### What is expected
Tell how many lines in the data contain the string "Sized", using a single number as the whole reply.

### Data excerpts
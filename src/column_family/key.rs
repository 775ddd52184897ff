//! Column family identity and composite keys
//!
//! ```text
//! ┌───────────────────────┬──────────────────────────────┐
//! │ Ordinal (8, BE)       │ Encoded key                  │
//! └───────────────────────┴──────────────────────────────┘
//! ```
//!
//! The ordinal leads every stored key, so all entries of one column family
//! are contiguous in the store, and entries sharing a key prefix are
//! contiguous inside it.

use std::fmt;

use crate::codec::Encode;
use crate::error::{ColumnKvError, Result};

/// Width of the ordinal in front of every composite key
pub const ORDINAL_WIDTH: usize = 8;

/// Stable, explicitly assigned ordinal of a column family
#[derive(Debug, Clone, Copy, PartialEq, Eq, PartialOrd, Ord, Hash)]
pub struct ColumnFamilyId(pub u64);

impl ColumnFamilyId {
    /// Order-preserving fixed-width encoding of the ordinal
    pub fn to_bytes(self) -> [u8; ORDINAL_WIDTH] {
        self.0.to_be_bytes()
    }
}

impl fmt::Display for ColumnFamilyId {
    fn fmt(&self, f: &mut fmt::Formatter<'_>) -> fmt::Result {
        write!(f, "#{}", self.0)
    }
}

/// A namespace enumeration supplied by the consumer
///
/// Ordinals are assigned explicitly, never derived from declaration order:
/// reordering an enum must not move its entries in the store.
///
/// ```ignore
/// #[derive(Debug, Clone, Copy)]
/// enum Cf { Jobs, Timers }
///
/// impl ColumnFamilyName for Cf {
///     fn id(&self) -> ColumnFamilyId {
///         match self {
///             Cf::Jobs => ColumnFamilyId(10),
///             Cf::Timers => ColumnFamilyId(20),
///         }
///     }
///
///     fn name(&self) -> &'static str {
///         match self {
///             Cf::Jobs => "jobs",
///             Cf::Timers => "timers",
///         }
///     }
/// }
/// ```
pub trait ColumnFamilyName {
    /// The ordinal used as key prefix
    fn id(&self) -> ColumnFamilyId;

    /// Human-readable name for logs and errors
    fn name(&self) -> &'static str;
}

impl ColumnFamilyName for ColumnFamilyId {
    fn id(&self) -> ColumnFamilyId {
        *self
    }

    fn name(&self) -> &'static str {
        "unnamed"
    }
}

/// Build `ordinal ++ encode(key)`
pub fn composite_key<K: Encode + ?Sized>(id: ColumnFamilyId, key: &K) -> Vec<u8> {
    let mut buf = Vec::with_capacity(ORDINAL_WIDTH + key.encoded_len());
    write_composite_key(id, key, &mut buf);
    buf
}

/// Write `ordinal ++ encode(key)` into `buf`, replacing its contents
pub fn write_composite_key<K: Encode + ?Sized>(id: ColumnFamilyId, key: &K, buf: &mut Vec<u8>) {
    buf.clear();
    buf.extend_from_slice(&id.to_bytes());
    key.encode(buf);
}

/// Strip the ordinal off a composite key, leaving the encoded key
pub fn strip_ordinal(composite: &[u8]) -> Result<&[u8]> {
    composite.get(ORDINAL_WIDTH..).ok_or_else(|| {
        ColumnKvError::Decode(format!(
            "composite key shorter than ordinal: {} bytes",
            composite.len()
        ))
    })
}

### Completed task
2